Chiare, fresche e dolci acque (de)cantava il poeta, ma durante un momento di meditazione dedicato alla degustazione di un cioccolato, un raro insaccato o un formaggio pregiato, nel calice si preferisce sorbire decisamente altro che acqua fresca.
di Maria Luisa Basile
Nuovi orizzonti su come gustare i sapori intensi e profondi dei formaggi in abbinamenti insoliti sono stati esplorati nell’edizione appena conclusa di Cheese, la rassegna internazionale dedicata a formaggi prodotti con metodi artigianali e di antica memoria legata ai luoghi di origine proposta da Slow Food nella cittadina di Bra, a pochi chilometri da Alba, in Piemonte.
Iniziamo con il vino. Il panorama dei formaggi è talmente ampio che difficilmente un unico vino risulta adatto ad accompagnarli tutti e tanto meno deve essere per forza un rosso. I formaggi artigianali sono molto esigenti in fatto di abbinamento e il divertimento consiste nell’esplorazione, anche quando riporta nel luogo da cui si è partiti.

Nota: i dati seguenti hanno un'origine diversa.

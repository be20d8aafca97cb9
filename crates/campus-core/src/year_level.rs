//! Year level (FY / SY / TY / Final Year) derived from a student's class.

use serde::{Deserialize, Serialize};
use strum::{Display, EnumString};

#[derive(
  Debug, Clone, Copy, PartialEq, Eq, PartialOrd, Ord, Hash, Serialize, Deserialize,
  Display, EnumString,
)]
pub enum YearLevel {
  #[serde(rename = "FY")]
  #[strum(serialize = "FY")]
  FirstYear,
  #[serde(rename = "SY")]
  #[strum(serialize = "SY")]
  SecondYear,
  #[serde(rename = "TY")]
  #[strum(serialize = "TY")]
  ThirdYear,
  #[serde(rename = "Final Year")]
  #[strum(serialize = "Final Year")]
  FinalYear,
}

impl YearLevel {
  pub const ALL: [YearLevel; 4] =
    [Self::FirstYear, Self::SecondYear, Self::ThirdYear, Self::FinalYear];

  /// Map a free-form enrollment class (`"SY"`, `"second year"`, `"2"`,
  /// `"2A"`, ...) to its year level. Returns `None` when nothing matches.
  pub fn from_class(class: &str) -> Option<Self> {
    let class = class.trim().to_uppercase();
    let level = match class.as_str() {
      "FY" | "FIRST YEAR" | "1" => Self::FirstYear,
      "SY" | "SECOND YEAR" | "2" => Self::SecondYear,
      "TY" | "THIRD YEAR" | "3" => Self::ThirdYear,
      "FINAL YEAR" | "FYR" | "FOURTH YEAR" | "4" => Self::FinalYear,
      other => return other.chars().next().and_then(Self::from_digit),
    };
    Some(level)
  }

  /// `'1'` through `'4'`, in [`YearLevel::ALL`] order.
  fn from_digit(c: char) -> Option<Self> {
    let index = c.to_digit(10)?.checked_sub(1)?;
    Self::ALL.get(usize::try_from(index).ok()?).copied()
  }
}

#[cfg(test)]
mod tests {
  use super::*;

  #[test]
  fn named_classes() {
    assert_eq!(YearLevel::from_class("fy"), Some(YearLevel::FirstYear));
    assert_eq!(YearLevel::from_class(" Second Year "), Some(YearLevel::SecondYear));
    assert_eq!(YearLevel::from_class("TY"), Some(YearLevel::ThirdYear));
    assert_eq!(YearLevel::from_class("final year"), Some(YearLevel::FinalYear));
    assert_eq!(YearLevel::from_class("FYR"), Some(YearLevel::FinalYear));
  }

  #[test]
  fn numeric_and_prefixed_classes() {
    assert_eq!(YearLevel::from_class("1"), Some(YearLevel::FirstYear));
    assert_eq!(YearLevel::from_class("4"), Some(YearLevel::FinalYear));
    assert_eq!(YearLevel::from_class("2A"), Some(YearLevel::SecondYear));
    assert_eq!(YearLevel::from_class("3-CSE"), Some(YearLevel::ThirdYear));
  }

  #[test]
  fn unrecognised_classes() {
    assert_eq!(YearLevel::from_class(""), None);
    assert_eq!(YearLevel::from_class("5"), None);
    assert_eq!(YearLevel::from_class("0"), None);
    assert_eq!(YearLevel::from_class("B.Tech"), None);
  }

  #[test]
  fn labels() {
    assert_eq!(YearLevel::FinalYear.to_string(), "Final Year");
    assert_eq!("SY".parse::<YearLevel>().unwrap(), YearLevel::SecondYear);
    assert_eq!(
      serde_json::to_string(&YearLevel::FinalYear).unwrap(),
      "\"Final Year\""
    );
  }
}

Così la Robiola di Roccaverano, prodotta in Piemonte con latte crudo intero di capra in purezza, accosta senza ritrosia il proprio temperamento a vini bianchi leggeri di ogni dove, ma è con il Moscato d’Asti che va in sollucchero, a conferma che formaggi e vini della stessa zona in generale vanno d’accordo. Abbracciata al Moscato sprigiona tutta la gamma di note lattiche vellutate che la caratterizzano quando è fresca per poi arricchirsi di sentori di nocciola e frutta secca nelle stagionature.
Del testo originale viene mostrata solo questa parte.